I n d e p t h A n a l y s i s
Kathmandu: Prime Minister Sher Bahadur Deuba will have come to a decision on elections this week. His partner parties in the cabinet have promised him of their respective central committee decisions on this agenda this week. On the streets, Girija Koirala has, only expectedly, declared that his party will not contest elections if unilaterally declared by the government.
In effect, His majesty King Gyanendra’s singular effort of the past two years to cobble together a national government composed, in the least, of a majority of the parties in the dissolved parliament to cope with the constitutional crisis appears now to be purposely threatened. With the Girija congress not participating and Deuba’s partners vacillating on whether they can cope with the elections, Deuba’s election agenda is threatened from within and without at the very outset. To boot, Deuba’s own party now appears divided on whether they should attend to the rival congress opinion that parliament be restored. In the UML, this opinion has already assumed a major component of a sizeable section, which threatens to be a majority.
In effect, thus, it gives the UML the opportunity to throw one more bargaining chip for the UML to support the government agenda. The UML’s Madhav Nepal has asked Deuba to execute the original agreement forming the coalition, namely, the reinstatement of the local level bodies and the Upper House.

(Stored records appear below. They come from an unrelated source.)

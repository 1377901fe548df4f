//! Bounded wait for ICE candidate gathering.

use std::future::Future;
use std::time::Duration;

/// How a gathering wait finished.
#[derive(Debug, Clone, Copy, PartialEq, Eq)]
pub enum GatherOutcome {
    /// The transport reported that gathering finished.
    Complete,
    /// The limit elapsed first. The local description is used with whatever
    /// candidates were collected so far.
    TimedOut,
}

/// Race `done` against a timer of `limit`.
///
/// Whichever side loses is dropped, so a pending completion future is
/// cancelled rather than left running.
pub async fn wait_for_gathering<F>(done: F, limit: Duration) -> GatherOutcome
where
    F: Future<Output = ()>,
{
    tokio::select! {
        biased;
        _ = done => GatherOutcome::Complete,
        _ = tokio::time::sleep(limit) => GatherOutcome::TimedOut,
    }
}

#[cfg(test)]
mod tests {
    use super::*;
    use tokio::time::Instant;

    const LIMIT: Duration = Duration::from_secs(5);

    #[tokio::test(start_paused = true)]
    async fn completes_before_limit() {
        let start = Instant::now();
        let done = tokio::time::sleep(Duration::from_millis(300));
        assert_eq!(wait_for_gathering(done, LIMIT).await, GatherOutcome::Complete);
        assert!(start.elapsed() < LIMIT);
    }

    #[tokio::test(start_paused = true)]
    async fn never_completing_times_out_at_limit() {
        let start = Instant::now();
        let outcome = wait_for_gathering(std::future::pending::<()>(), LIMIT).await;
        assert_eq!(outcome, GatherOutcome::TimedOut);
        assert!(start.elapsed() >= LIMIT);
    }

    #[tokio::test(start_paused = true)]
    async fn late_completion_still_times_out() {
        let done = tokio::time::sleep(LIMIT + Duration::from_secs(1));
        assert_eq!(wait_for_gathering(done, LIMIT).await, GatherOutcome::TimedOut);
    }

    #[tokio::test(start_paused = true)]
    async fn completion_signalled_from_channel() {
        let (tx, mut rx) = tokio::sync::mpsc::channel::<()>(1);
        tokio::spawn(async move {
            tokio::time::sleep(Duration::from_millis(50)).await;
            drop(tx);
        });
        let done = async move {
            let _ = rx.recv().await;
        };
        assert_eq!(wait_for_gathering(done, LIMIT).await, GatherOutcome::Complete);
    }
}
use thiserror::Error;

use pairchat_media::{CallError, PeerError};
use pairchat_shared::error::AttachmentError;
use pairchat_store::StoreError;

#[derive(Error, Debug)]
pub enum ClientError {
    #[error("No active chat session")]
    NoSession,

    #[error("No saved contact with id {0}")]
    UnknownContact(String),

    #[error("Saved contact {0} has no code to reconnect with")]
    NoReconnectCode(String),

    #[error("Contact can only be saved after a handshake completed")]
    NoHandshake,

    #[error(transparent)]
    Attachment(#[from] AttachmentError),

    #[error(transparent)]
    Peer(#[from] PeerError),

    #[error(transparent)]
    Call(#[from] CallError),

    #[error(transparent)]
    Store(#[from] StoreError),

    #[error("IO error: {0}")]
    Io(#[from] std::io::Error),
}

pub type Result<T> = std::result::Result<T, ClientError>;
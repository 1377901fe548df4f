//! Peer connection, voice call and audio plumbing for pairchat.

pub mod audio;
pub mod call;
pub mod codec;
pub mod config;
pub mod error;
pub mod events;
pub mod gathering;
pub mod peer;
pub mod slot;
pub mod state;

pub use audio::{
    AudioCapture, AudioSink, DeviceCapture, DevicePlayback, LocalAudio, PlaybackHandle,
};
pub use call::{CallController, CallTransport};
pub use config::PeerConfig;
pub use error::{AudioError, CallError, PeerError};
pub use events::{PeerEvent, RemoteStream};
pub use gathering::{wait_for_gathering, GatherOutcome};
pub use peer::PeerSession;
pub use slot::ConnectionSlot;
pub use state::fuse_state;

These public discussions only underscore the continued partisan trend at advantage gaining. While it is evident that Deuba must avoid the reinstatement of the dissolved parliament to prevent a slide of his remaining parliamentary support towards the Girija congress who have not been included in the cabinet, Deuba can’t allow the reappointment of the UML predominant local level bodies simply because it is actually redundant in the face of the Diaspora from their constituencies because of Maoists persecutions.

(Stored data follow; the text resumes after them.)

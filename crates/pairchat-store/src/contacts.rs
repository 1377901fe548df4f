//! Saved contacts (reconnection codes) and the contact presence summary.

use chrono::{DateTime, Utc};
use rusqlite::{params, Connection, OptionalExtension};

use pairchat_shared::types::{ContactId, Role};

use crate::database::{not_found, parse_timestamp, Database};
use crate::error::{Result, StoreError};
use crate::models::{Contact, SavedContact};

const SAVED_COLUMNS: &str =
    "id, name, offer_code, answer_code, my_role, created_at, last_connected";

impl Database {
    // ------------------------------------------------------------------
    // Saved contacts
    // ------------------------------------------------------------------

    /// Insert or replace a saved contact.
    pub fn save_contact(&self, contact: &SavedContact) -> Result<()> {
        write_saved_contact(self.conn(), contact)?;
        tracing::debug!(contact = %contact.id, role = contact.my_role.as_str(), "contact saved");
        Ok(())
    }

    pub fn get_saved_contact(&self, id: &ContactId) -> Result<Option<SavedContact>> {
        let sql = format!("SELECT {SAVED_COLUMNS} FROM saved_contacts WHERE id = ?1");
        Ok(self
            .conn()
            .query_row(&sql, params![id.as_str()], row_to_saved_contact)
            .optional()?)
    }

    /// All saved contacts, most recently created first.
    pub fn list_saved_contacts(&self) -> Result<Vec<SavedContact>> {
        let sql = format!("SELECT {SAVED_COLUMNS} FROM saved_contacts ORDER BY created_at DESC");
        let mut stmt = self.conn().prepare(&sql)?;
        let rows = stmt.query_map([], row_to_saved_contact)?;

        let mut contacts = Vec::new();
        for row in rows {
            contacts.push(row?);
        }
        Ok(contacts)
    }

    /// Rename a saved contact. Returns `true` if it existed.
    pub fn rename_saved_contact(&self, id: &ContactId, name: &str) -> Result<bool> {
        let affected = self.conn().execute(
            "UPDATE saved_contacts SET name = ?2 WHERE id = ?1",
            params![id.as_str(), name],
        )?;
        Ok(affected > 0)
    }

    /// Overwrite the stored answer code (receiver side after a reconnection).
    pub fn set_answer_code(&self, id: &ContactId, answer_code: &str) -> Result<()> {
        let affected = self.conn().execute(
            "UPDATE saved_contacts SET answer_code = ?2 WHERE id = ?1",
            params![id.as_str(), answer_code],
        )?;
        if affected == 0 {
            return Err(StoreError::NotFound);
        }
        Ok(())
    }

    /// Stamp the last successful connection time. A missing contact is not
    /// an error: unsaved peers have no row to update.
    pub fn touch_last_connected(&self, id: &ContactId, at: DateTime<Utc>) -> Result<bool> {
        let affected = self.conn().execute(
            "UPDATE saved_contacts SET last_connected = ?2 WHERE id = ?1",
            params![id.as_str(), at.to_rfc3339()],
        )?;
        Ok(affected > 0)
    }

    /// Remove a saved contact together with its chat session and presence
    /// entry.
    pub fn delete_saved_contact(&self, id: &ContactId) -> Result<bool> {
        let tx = self.conn().unchecked_transaction()?;
        let affected = tx.execute("DELETE FROM saved_contacts WHERE id = ?1", params![id.as_str()])?;
        tx.execute("DELETE FROM chat_sessions WHERE contact_id = ?1", params![id.as_str()])?;
        tx.execute("DELETE FROM contacts WHERE id = ?1", params![id.as_str()])?;
        tx.commit()?;
        Ok(affected > 0)
    }

    // ------------------------------------------------------------------
    // Presence summary
    // ------------------------------------------------------------------

    /// Upsert the presence entry for a contact. The last-message preview is
    /// left as is.
    pub fn update_contact_status(&self, id: &ContactId, name: &str, is_online: bool) -> Result<()> {
        self.conn().execute(
            "INSERT INTO contacts (id, name, is_online) VALUES (?1, ?2, ?3)
             ON CONFLICT(id) DO UPDATE SET name = excluded.name, is_online = excluded.is_online",
            params![id.as_str(), name, is_online],
        )?;
        Ok(())
    }

    pub fn get_contact(&self, id: &ContactId) -> Result<Contact> {
        self.conn()
            .query_row(
                "SELECT id, name, is_online, last_message, last_message_time
                 FROM contacts WHERE id = ?1",
                params![id.as_str()],
                row_to_contact,
            )
            .map_err(not_found)
    }

    /// Presence entries, most recent activity first.
    pub fn list_contacts(&self) -> Result<Vec<Contact>> {
        let mut stmt = self.conn().prepare(
            "SELECT id, name, is_online, last_message, last_message_time
             FROM contacts
             ORDER BY last_message_time IS NULL, last_message_time DESC, name ASC",
        )?;
        let rows = stmt.query_map([], row_to_contact)?;

        let mut contacts = Vec::new();
        for row in rows {
            contacts.push(row?);
        }
        Ok(contacts)
    }
}

pub(crate) fn write_saved_contact(conn: &Connection, contact: &SavedContact) -> Result<()> {
    conn.execute(
        "INSERT OR REPLACE INTO saved_contacts
             (id, name, offer_code, answer_code, my_role, created_at, last_connected)
         VALUES (?1, ?2, ?3, ?4, ?5, ?6, ?7)",
        params![
            contact.id.as_str(),
            contact.name,
            contact.offer_code,
            contact.answer_code,
            contact.my_role.as_str(),
            contact.created_at.to_rfc3339(),
            contact.last_connected.map(|t| t.to_rfc3339()),
        ],
    )?;
    Ok(())
}

pub(crate) fn write_contact(conn: &Connection, contact: &Contact) -> Result<()> {
    conn.execute(
        "INSERT OR REPLACE INTO contacts (id, name, is_online, last_message, last_message_time)
         VALUES (?1, ?2, ?3, ?4, ?5)",
        params![
            contact.id.as_str(),
            contact.name,
            contact.is_online,
            contact.last_message,
            contact.last_message_time.map(|t| t.to_rfc3339()),
        ],
    )?;
    Ok(())
}

fn row_to_saved_contact(row: &rusqlite::Row<'_>) -> rusqlite::Result<SavedContact> {
    let id: String = row.get(0)?;
    let role_str: String = row.get(4)?;
    let created: String = row.get(5)?;
    let last_connected: Option<String> = row.get(6)?;

    let my_role = Role::parse(&role_str).ok_or_else(|| {
        rusqlite::Error::FromSqlConversionFailure(
            4,
            rusqlite::types::Type::Text,
            format!("unknown role {role_str:?}").into(),
        )
    })?;

    Ok(SavedContact {
        id: ContactId(id),
        name: row.get(1)?,
        offer_code: row.get(2)?,
        answer_code: row.get(3)?,
        my_role,
        created_at: parse_timestamp(5, &created)?,
        last_connected: last_connected
            .map(|s| parse_timestamp(6, &s))
            .transpose()?,
    })
}

fn row_to_contact(row: &rusqlite::Row<'_>) -> rusqlite::Result<Contact> {
    let id: String = row.get(0)?;
    let last_time: Option<String> = row.get(4)?;
    Ok(Contact {
        id: ContactId(id),
        name: row.get(1)?,
        is_online: row.get(2)?,
        last_message: row.get(3)?,
        last_message_time: last_time.map(|s| parse_timestamp(4, &s)).transpose()?,
    })
}

#[cfg(test)]
mod tests {
    use super::*;
    use crate::database::test_support::temp_db;

    #[test]
    fn saved_contact_crud() {
        let (_dir, db) = temp_db();
        let id = ContactId::from("peer-x");
        let contact = SavedContact::new(id.clone(), "Xavier", Role::Initiator, "answer-1".into());
        db.save_contact(&contact).unwrap();

        let loaded = db.get_saved_contact(&id).unwrap().unwrap();
        assert_eq!(loaded.my_role, Role::Initiator);
        assert_eq!(loaded.answer_code.as_deref(), Some("answer-1"));

        assert!(db.rename_saved_contact(&id, "X").unwrap());
        db.set_answer_code(&id, "answer-2").unwrap();
        let loaded = db.get_saved_contact(&id).unwrap().unwrap();
        assert_eq!(loaded.name, "X");
        assert_eq!(loaded.answer_code.as_deref(), Some("answer-2"));

        assert_eq!(db.list_saved_contacts().unwrap().len(), 1);
    }

    #[test]
    fn set_code_on_missing_contact_is_not_found() {
        let (_dir, db) = temp_db();
        let err = db
            .set_answer_code(&ContactId::from("peer-none"), "a")
            .unwrap_err();
        assert!(matches!(err, StoreError::NotFound));
    }

    #[test]
    fn touch_last_connected_only_for_saved() {
        let (_dir, db) = temp_db();
        let id = ContactId::from("peer-t");
        assert!(!db.touch_last_connected(&id, Utc::now()).unwrap());

        db.save_contact(&SavedContact::new(id.clone(), "T", Role::Receiver, "offer".into()))
            .unwrap();
        assert!(db.touch_last_connected(&id, Utc::now()).unwrap());
        assert!(db
            .get_saved_contact(&id)
            .unwrap()
            .unwrap()
            .last_connected
            .is_some());
    }

    #[test]
    fn delete_saved_contact_removes_session() {
        let (_dir, db) = temp_db();
        let id = ContactId::from("peer-d");
        db.save_contact(&SavedContact::new(id.clone(), "D", Role::Receiver, "offer".into()))
            .unwrap();
        db.ensure_chat_session(&id, "D").unwrap();

        assert!(db.delete_saved_contact(&id).unwrap());
        assert!(db.get_saved_contact(&id).unwrap().is_none());
        assert!(db.get_chat_session(&id).unwrap().is_none());
    }

    #[test]
    fn contact_status_upsert() {
        let (_dir, db) = temp_db();
        let id = ContactId::from("peer-s");
        db.update_contact_status(&id, "S", true).unwrap();
        assert!(db.get_contact(&id).unwrap().is_online);

        db.update_contact_status(&id, "S", false).unwrap();
        let contacts = db.list_contacts().unwrap();
        assert_eq!(contacts.len(), 1);
        assert!(!contacts[0].is_online);
    }
}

It is clear that the political parties each continue to seek partisan advantage at the expense of the system despite the continued encroachment of the Maoists on that account.
What is clear thus is that the use of the Article 127 to bring about the logical need of a united systematic response to the Maoists challenge is gradually exhausting itself. Options thus can’t but be sought.
As yet, His Majesty has played with the parliamentary options while the parliamentary parties aware of this have played with the democratic royal intent at the expense of the monarchy. Whether the monarchy can continue to sustain this organized attempt to erode the royal intents is what must be seriously mulled over.
Clearly Deuba’s mandate will prove elusive since the Maoists are not going to talk peace with him as long as his parliamentary rivals continue to undercut him. Again Deuba’s elections will undercut itself if his competition refuses to participate. The difficulty of conducting the elections is another matter altogether. The revival of parliament has already been demonstrated to have constitutional limits and the politics of such a revival covers up the simple fact that the dissolved parliament had already proven its redundancy regarding the Maoists problem.
In this background, the onus of a productive solution to the national crisis shifts again to the Monarchy. It is clear that the major parliamentary parties remain part of the problem as they have been all along.